Data to use section start

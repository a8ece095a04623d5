//! Price phase: probe pricing pages and extract structured plans.

use std::sync::Arc;

use async_trait::async_trait;
use battlecard_engine::{PhaseNode, PhaseOutcome, StatePatch};
use battlecard_extract::{extract_document, ExtractorOptions};
use battlecard_ports::{ExtractPort, ExtractSchema, FetchPort, FieldSpec};
use battlecard_shared::{PricingPlan, PricingRecord, RunState};
use tracing::{debug, instrument, warn};
use url::Url;

use crate::{port_outcome, value_as_string, value_as_string_list};

/// Paths probed under the official site, in order.
const PRICING_PATHS: [&str; 3] = ["/pricing", "/plans", "/price"];

/// A page shorter than this is navigation chrome, not pricing content.
const MIN_DOCUMENT_CHARS: usize = 100;

/// Fetches the first meaningful pricing page and runs it through the chunked
/// extractor. Pricing is optional data: a company without a reachable pricing
/// page degrades to an absent record rather than failing the run.
pub struct PriceNode {
    fetch: Arc<dyn FetchPort>,
    extract: Arc<dyn ExtractPort>,
    options: ExtractorOptions,
}

impl PriceNode {
    pub fn new(
        fetch: Arc<dyn FetchPort>,
        extract: Arc<dyn ExtractPort>,
        options: ExtractorOptions,
    ) -> Self {
        Self {
            fetch,
            extract,
            options,
        }
    }
}

fn pricing_schema() -> ExtractSchema {
    ExtractSchema {
        name: "pricing".into(),
        fields: vec![FieldSpec {
            name: "plans".into(),
            description: "object mapping each plan name to {\"price\": string with currency, \
                          \"billing_period\": string or null, \"features\": array of strings}"
                .into(),
        }],
    }
}

/// Shape a model-returned `plans` value into a typed record, dropping
/// entries without a usable price rather than rejecting the whole map.
fn parse_pricing_record(value: &serde_json::Value) -> PricingRecord {
    let mut record = PricingRecord::new();
    let Some(plans) = value.as_object() else {
        return record;
    };
    for (plan_name, details) in plans {
        let name = plan_name.trim();
        if name.is_empty() {
            continue;
        }
        let plan = match details {
            // Bare string value: the price itself.
            serde_json::Value::String(_) | serde_json::Value::Number(_) => {
                value_as_string(details).map(|price| PricingPlan {
                    price,
                    billing_period: None,
                    features: Vec::new(),
                })
            }
            serde_json::Value::Object(fields) => fields
                .get("price")
                .and_then(value_as_string)
                .map(|price| PricingPlan {
                    price,
                    billing_period: fields.get("billing_period").and_then(value_as_string),
                    features: fields
                        .get("features")
                        .map(value_as_string_list)
                        .unwrap_or_default(),
                }),
            _ => None,
        };
        if let Some(plan) = plan {
            record.insert(name.to_string(), plan);
        }
    }
    record
}

#[async_trait]
impl PhaseNode for PriceNode {
    #[instrument(skip_all, fields(company = %state.company_name))]
    async fn run(&self, state: &RunState) -> PhaseOutcome {
        let empty = || {
            PhaseOutcome::Success(StatePatch::Price {
                pricing_record: PricingRecord::new(),
            })
        };

        let Some(site) = state.official_site.as_deref() else {
            debug!("no official site, skipping pricing");
            return empty();
        };
        let Ok(base) = Url::parse(site) else {
            warn!(site, "official site is not a valid URL, skipping pricing");
            return empty();
        };

        let mut document = None;
        let mut fetched_any = false;
        let mut last_error = None;
        for path in PRICING_PATHS {
            let Ok(url) = base.join(path) else { continue };
            match self.fetch.fetch(url.as_str()).await {
                Ok(text) => {
                    fetched_any = true;
                    if text.trim().chars().count() > MIN_DOCUMENT_CHARS {
                        debug!(url = %url, chars = text.len(), "pricing page found");
                        document = Some(text);
                        break;
                    }
                }
                Err(e) => {
                    debug!(url = %url, error = %e, "pricing probe failed");
                    last_error = Some(e);
                }
            }
        }

        let Some(document) = document else {
            // Pages fetched but all too thin: the site has no pricing page.
            // Every probe errored: worth a retry before degrading.
            return match (fetched_any, last_error) {
                (false, Some(e)) => port_outcome(&e),
                _ => empty(),
            };
        };

        let context = format!(
            "This is text from the pricing page of {}. Extract every pricing plan it names.",
            state.company_name
        );
        let merged = match extract_document(
            Arc::clone(&self.extract),
            &context,
            &document,
            &pricing_schema(),
            &self.options,
        )
        .await
        {
            Ok(merged) => merged,
            Err(e) => return PhaseOutcome::from_error(&e),
        };

        let pricing_record = merged
            .get("plans")
            .map(parse_pricing_record)
            .unwrap_or_default();
        debug!(plans = pricing_record.len(), "pricing extracted");
        PhaseOutcome::Success(StatePatch::Price { pricing_record })
    }
}

#[cfg(test)]
mod tests {
    use std::collections::BTreeMap;
    use std::sync::Mutex;

    use battlecard_ports::{ChunkResult, FieldCandidate, PortError, PortResult};
    use serde_json::json;

    use super::*;

    struct StubFetch {
        pages: BTreeMap<String, PortResult<String>>,
        requested: Mutex<Vec<String>>,
    }

    impl StubFetch {
        fn new(pages: impl IntoIterator<Item = (&'static str, PortResult<String>)>) -> Arc<Self> {
            Arc::new(Self {
                pages: pages
                    .into_iter()
                    .map(|(k, v)| (k.to_string(), v))
                    .collect(),
                requested: Mutex::new(Vec::new()),
            })
        }
    }

    #[async_trait]
    impl FetchPort for StubFetch {
        async fn fetch(&self, url: &str) -> PortResult<String> {
            self.requested.lock().unwrap().push(url.to_string());
            match self.pages.get(url) {
                Some(Ok(text)) => Ok(text.clone()),
                Some(Err(_)) => Err(PortError::ServiceUnavailable(url.to_string())),
                None => Err(PortError::NotFound(url.to_string())),
            }
        }
    }

    struct StubExtract {
        plans: serde_json::Value,
    }

    #[async_trait]
    impl ExtractPort for StubExtract {
        async fn extract(
            &self,
            _prompt_context: &str,
            _chunk_text: &str,
            _schema: &ExtractSchema,
        ) -> PortResult<ChunkResult> {
            Ok(ChunkResult {
                chunk_index: 0,
                extracted_fields: BTreeMap::from([(
                    "plans".to_string(),
                    FieldCandidate {
                        value: self.plans.clone(),
                        confidence: 0.8,
                    },
                )]),
            })
        }

        async fn complete(&self, _prompt: &str) -> PortResult<String> {
            Err(PortError::ModelError("not used".into()))
        }
    }

    fn state_with_site() -> RunState {
        let mut state = RunState::new("Acme Corp");
        state.official_site = Some("https://acme.example.com".into());
        state
    }

    fn pricing_page() -> PortResult<String> {
        Ok(format!(
            "Pricing. Pro plan twelve dollars per month with SSO and audit log. {}",
            "More plan details. ".repeat(10)
        ))
    }

    #[tokio::test]
    async fn missing_site_degrades_to_empty_record() {
        let node = PriceNode::new(
            StubFetch::new([]),
            Arc::new(StubExtract { plans: json!({}) }),
            ExtractorOptions::default(),
        );
        match node.run(&RunState::new("Acme Corp")).await {
            PhaseOutcome::Success(StatePatch::Price { pricing_record }) => {
                assert!(pricing_record.is_empty());
            }
            other => panic!("expected empty Price patch, got {other:?}"),
        }
    }

    #[tokio::test]
    async fn first_meaningful_page_wins() {
        let fetch = StubFetch::new([
            (
                "https://acme.example.com/pricing",
                Err(PortError::NotFound("404".into())),
            ),
            ("https://acme.example.com/plans", pricing_page()),
        ]);
        let node = PriceNode::new(
            Arc::clone(&fetch) as Arc<dyn FetchPort>,
            Arc::new(StubExtract {
                plans: json!({
                    "Pro": {"price": "$12/month", "billing_period": "monthly",
                            "features": ["SSO", "Audit log"]},
                }),
            }),
            ExtractorOptions::default(),
        );

        match node.run(&state_with_site()).await {
            PhaseOutcome::Success(StatePatch::Price { pricing_record }) => {
                assert_eq!(pricing_record["Pro"].price, "$12/month");
                assert_eq!(pricing_record["Pro"].features, vec!["SSO", "Audit log"]);
            }
            other => panic!("expected Price patch, got {other:?}"),
        }
        // /price was never probed once /plans matched.
        let requested = fetch.requested.lock().unwrap();
        assert!(!requested.iter().any(|u| u.ends_with("/price")));
    }

    #[tokio::test]
    async fn all_probes_failing_retries() {
        let fetch = StubFetch::new([
            (
                "https://acme.example.com/pricing",
                Err(PortError::ServiceUnavailable("503".into())),
            ),
            (
                "https://acme.example.com/plans",
                Err(PortError::ServiceUnavailable("503".into())),
            ),
            (
                "https://acme.example.com/price",
                Err(PortError::ServiceUnavailable("503".into())),
            ),
        ]);
        let node = PriceNode::new(
            fetch,
            Arc::new(StubExtract { plans: json!({}) }),
            ExtractorOptions::default(),
        );
        assert!(matches!(
            node.run(&state_with_site()).await,
            PhaseOutcome::Retry { .. }
        ));
    }

    #[tokio::test]
    async fn thin_pages_mean_no_pricing() {
        let fetch = StubFetch::new([
            ("https://acme.example.com/pricing", Ok("Menu".to_string())),
            ("https://acme.example.com/plans", Ok("Menu".to_string())),
            ("https://acme.example.com/price", Ok("Menu".to_string())),
        ]);
        let node = PriceNode::new(
            fetch,
            Arc::new(StubExtract { plans: json!({}) }),
            ExtractorOptions::default(),
        );
        match node.run(&state_with_site()).await {
            PhaseOutcome::Success(StatePatch::Price { pricing_record }) => {
                assert!(pricing_record.is_empty());
            }
            other => panic!("expected empty Price patch, got {other:?}"),
        }
    }

    #[tokio::test]
    async fn expired_run_deadline_surfaces_as_timeout_retry() {
        let fetch = StubFetch::new([("https://acme.example.com/pricing", pricing_page())]);
        let options = ExtractorOptions {
            deadline: Some(tokio::time::Instant::now()),
            ..ExtractorOptions::default()
        };
        let node = PriceNode::new(
            fetch,
            Arc::new(StubExtract {
                plans: json!({"Pro": {"price": "$12/month"}}),
            }),
            options,
        );
        match node.run(&state_with_site()).await {
            PhaseOutcome::Retry { kind, .. } => {
                assert_eq!(kind, battlecard_shared::ErrorKind::Timeout);
            }
            other => panic!("expected Timeout retry, got {other:?}"),
        }
    }

    #[test]
    fn lenient_plan_parsing() {
        let record = parse_pricing_record(&json!({
            "Free": "0",
            "Pro": {"price": 12, "billing_period": "monthly"},
            "Broken": {"note": "no price here"},
            "": {"price": "$1"},
        }));
        assert_eq!(record.len(), 2);
        assert_eq!(record["Free"].price, "0");
        assert_eq!(record["Pro"].price, "12");
        assert_eq!(record["Pro"].billing_period.as_deref(), Some("monthly"));
    }
}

Data to use section end

■ Exercise goal ■
When you reach the line that contains "typed record, dropping", stop; that line and every line before it, from the very first line of the data, should be restated word for word.

■ Reply ■
repository a8ece095a04623d5
//! Price phase: probe pricing pages and extract structured plans.

use std::sync::Arc;

use async_trait::async_trait;
use battlecard_engine::{PhaseNode, PhaseOutcome, StatePatch};
use battlecard_extract::{extract_document, ExtractorOptions};
use battlecard_ports::{ExtractPort, ExtractSchema, FetchPort, FieldSpec};
use battlecard_shared::{PricingPlan, PricingRecord, RunState};
use tracing::{debug, instrument, warn};
use url::Url;

use crate::{port_outcome, value_as_string, value_as_string_list};

/// Paths probed under the official site, in order.
const PRICING_PATHS: [&str; 3] = ["/pricing", "/plans", "/price"];

/// A page shorter than this is navigation chrome, not pricing content.
const MIN_DOCUMENT_CHARS: usize = 100;

/// Fetches the first meaningful pricing page and runs it through the chunked
/// extractor. Pricing is optional data: a company without a reachable pricing
/// page degrades to an absent record rather than failing the run.
pub struct PriceNode {
    fetch: Arc<dyn FetchPort>,
    extract: Arc<dyn ExtractPort>,
    options: ExtractorOptions,
}

impl PriceNode {
    pub fn new(
        fetch: Arc<dyn FetchPort>,
        extract: Arc<dyn ExtractPort>,
        options: ExtractorOptions,
    ) -> Self {
        Self {
            fetch,
            extract,
            options,
        }
    }
}

fn pricing_schema() -> ExtractSchema {
    ExtractSchema {
        name: "pricing".into(),
        fields: vec![FieldSpec {
            name: "plans".into(),
            description: "object mapping each plan name to {\"price\": string with currency, \
                          \"billing_period\": string or null, \"features\": array of strings}"
                .into(),
        }],
    }
}

/// Shape a model-returned `plans` value into a typed record, dropping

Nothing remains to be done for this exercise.